Rather than a conventional review, here is a sampling of some of the most interesting lines from my latest read:
“[S]even tests for six courses meant forty-two tests per semester, mathematically speaking.” Early on in the book Bhagat needs to explain, with the help of “technical” language, that his character is surely an engineering student.
“When we returned to Kumaon at midnight, our asses were set on fire, I mean not literally.” No, not literally? Because if they were, this would probably have been a more interesting read.
“Maybe I was seeing a female after a long time or something, but I thought she was really pretty.” Redundant! If you’re calling her a “female,” you don’t need to mention the fact that you’re seeing one after a long time.

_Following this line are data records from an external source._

//! Train an [`Agent`].
mod config;
use crate::{
    error::DynaError,
    record::{Record, RecordStorage, RecordValue, Recorder},
    Agent, Env,
};
use anyhow::Result;
use chrono::Local;
pub use config::TrainerConfig;
use log::{debug, info};

/// Value table of an agent after an episode, laid out on the grid.
#[derive(Clone, Debug, PartialEq)]
pub struct ValueSnapshot {
    /// Zero-based index of the episode after which the snapshot was taken.
    pub episode: usize,

    /// Maximal action value of every cell, row-major.
    pub values: Vec<f32>,

    /// `[rows, cols]`.
    pub shape: [usize; 2],
}

#[cfg_attr(doc, aquamarine::aquamarine)]
/// Manages the training loop of an agent.
///
/// # Training loop
///
/// For every episode requested by [`Trainer::fit`]:
///
/// 1. If the episode index equals `late_portal_episode` and the late portal
///    has not been opened yet, call [`Env::activate_late_portal`].
/// 2. Play the episode with [`Agent::run_episode_with_budget`].
/// 3. Store the step count and terminal reward in a [`RecordStorage`] and
///    take a [`ValueSnapshot`].
/// 4. If the episode index is in `log_every`, build a diagnostic [`Record`],
///    log a summary and, if `plot` is set, write it to the [`Recorder`].
///
/// Episode indices keep counting across calls to [`Trainer::fit`], so a
/// trainer corresponds to one training run of one agent.
///
/// # Interaction of objects
///
/// ```mermaid
/// graph LR
///     T[Trainer]-->|run_episode|A[Agent]
///     A -->|resolve_move|E[Env]
///     E -->|reward, is_terminal|A
///     T -->|activate_late_portal|E
///     T -->|Record|R[Recorder]
/// ```
pub struct Trainer {
    config: TrainerConfig,
    episodes_played: usize,
    late_portal_activated: bool,
    snapshots: Vec<ValueSnapshot>,
    storage: RecordStorage,
}

impl Trainer {
    /// Constructs a trainer.
    pub fn build(config: TrainerConfig) -> Self {
        Self {
            config,
            episodes_played: 0,
            late_portal_activated: false,
            snapshots: vec![],
            storage: RecordStorage::new(),
        }
    }

    /// The number of episodes played so far.
    pub fn episodes_played(&self) -> usize {
        self.episodes_played
    }

    /// Returns `true` once the late portal has been opened.
    pub fn late_portal_activated(&self) -> bool {
        self.late_portal_activated
    }

    /// Value snapshots, one per completed episode.
    pub fn snapshots(&self) -> &[ValueSnapshot] {
        &self.snapshots
    }

    /// Plays `n_episodes` episodes with `agent`.
    pub fn fit<E, A>(
        &mut self,
        agent: &mut A,
        n_episodes: usize,
        recorder: &mut dyn Recorder,
    ) -> Result<()>
    where
        E: Env,
        A: Agent<E>,
    {
        if self.config.max_steps_per_episode == Some(0) {
            return Err(DynaError::InvalidConfig(
                "max_steps_per_episode must be positive".to_string(),
            )
            .into());
        }

        for _ in 0..n_episodes {
            if !self.late_portal_activated && self.episodes_played == self.config.late_portal_episode
            {
                agent.env_mut().activate_late_portal();
                self.late_portal_activated = true;
                info!(
                    "{}: opened the late portal before episode {}",
                    agent.name(),
                    self.episodes_played
                );
            }

            let episode = agent.run_episode_with_budget(self.config.max_steps_per_episode);
            debug!(
                "{}: episode {}, {} steps, reward = {}",
                agent.name(),
                self.episodes_played,
                episode.steps,
                episode.reward
            );
            self.storage.store(Record::from_slice(&[
                ("episode_steps", RecordValue::Scalar(episode.steps as f32)),
                ("episode_reward", RecordValue::Scalar(episode.reward)),
            ]));

            let (values, shape) = agent.value_grid();
            self.snapshots.push(ValueSnapshot {
                episode: self.episodes_played,
                values,
                shape,
            });

            if self.config.log_every.contains(&self.episodes_played) {
                let record = self.diagnostics(agent);
                if self.config.plot {
                    recorder.write(record);
                }
            }

            self.episodes_played += 1;
        }

        Ok(())
    }

    fn diagnostics<E, A>(&mut self, agent: &A) -> Record
    where
        E: Env,
        A: Agent<E>,
    {
        let episodes = agent.episodes();
        let latest = &episodes[episodes.len().saturating_sub(self.config.history_window)..];
        let steps = latest.iter().map(|e| e.steps as f32).collect::<Vec<_>>();
        let rewards = latest.iter().map(|e| e.reward).collect::<Vec<_>>();
        let n_optimal = latest.iter().filter(|e| e.is_optimal()).count();
        let (values, shape) = agent.value_grid();
        let (visits, _) = agent.visit_grid();

        info!(
            "{}: episode {}, {}/{} of the latest episodes reached the goal on a short path",
            agent.name(),
            self.episodes_played,
            n_optimal,
            latest.len()
        );

        let mut record = Record::from_slice(&[
            ("episode", RecordValue::Scalar(self.episodes_played as f32)),
            ("algorithm", RecordValue::String(agent.name().to_string())),
            ("timestamp", RecordValue::DateTime(Local::now())),
            ("value_grid", RecordValue::Array2(values, shape)),
            ("visit_grid", RecordValue::Array2(visits, shape)),
            ("steps", RecordValue::Array1(steps)),
            ("reward", RecordValue::Array1(rewards)),
        ]);
        record.merge_inplace(self.storage.aggregate());
        record
    }
}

“‘Alok, my son, look what happens when you are not here,’ she said in a pathetic voice that would make even Hitler cry.” Finally! Half a century after the holocaust, Bhagat found a way we could have avoided it!
“Calling an IIT-ian a commerce student was one of the worst insults the profs could accord us, like a prostitute calling her client a eunuch.” That’s one haughty prostitute who’s not interested in earning an honest buck, eh?
“Another F-word; Alok was still upset I guess.” Nicely deduced, Sherlock!
“Neha still looked beautiful as hell, but I didn’t feel like talking to her.” And if you told her you compared her beauty to hell, she probably wouldn’t want to talk to you either.
For these and more such exciting lines, go grab a copy of Chetan Bhagat’s Five Point Someone... or better still, don’t. Go watch 3 Idiots.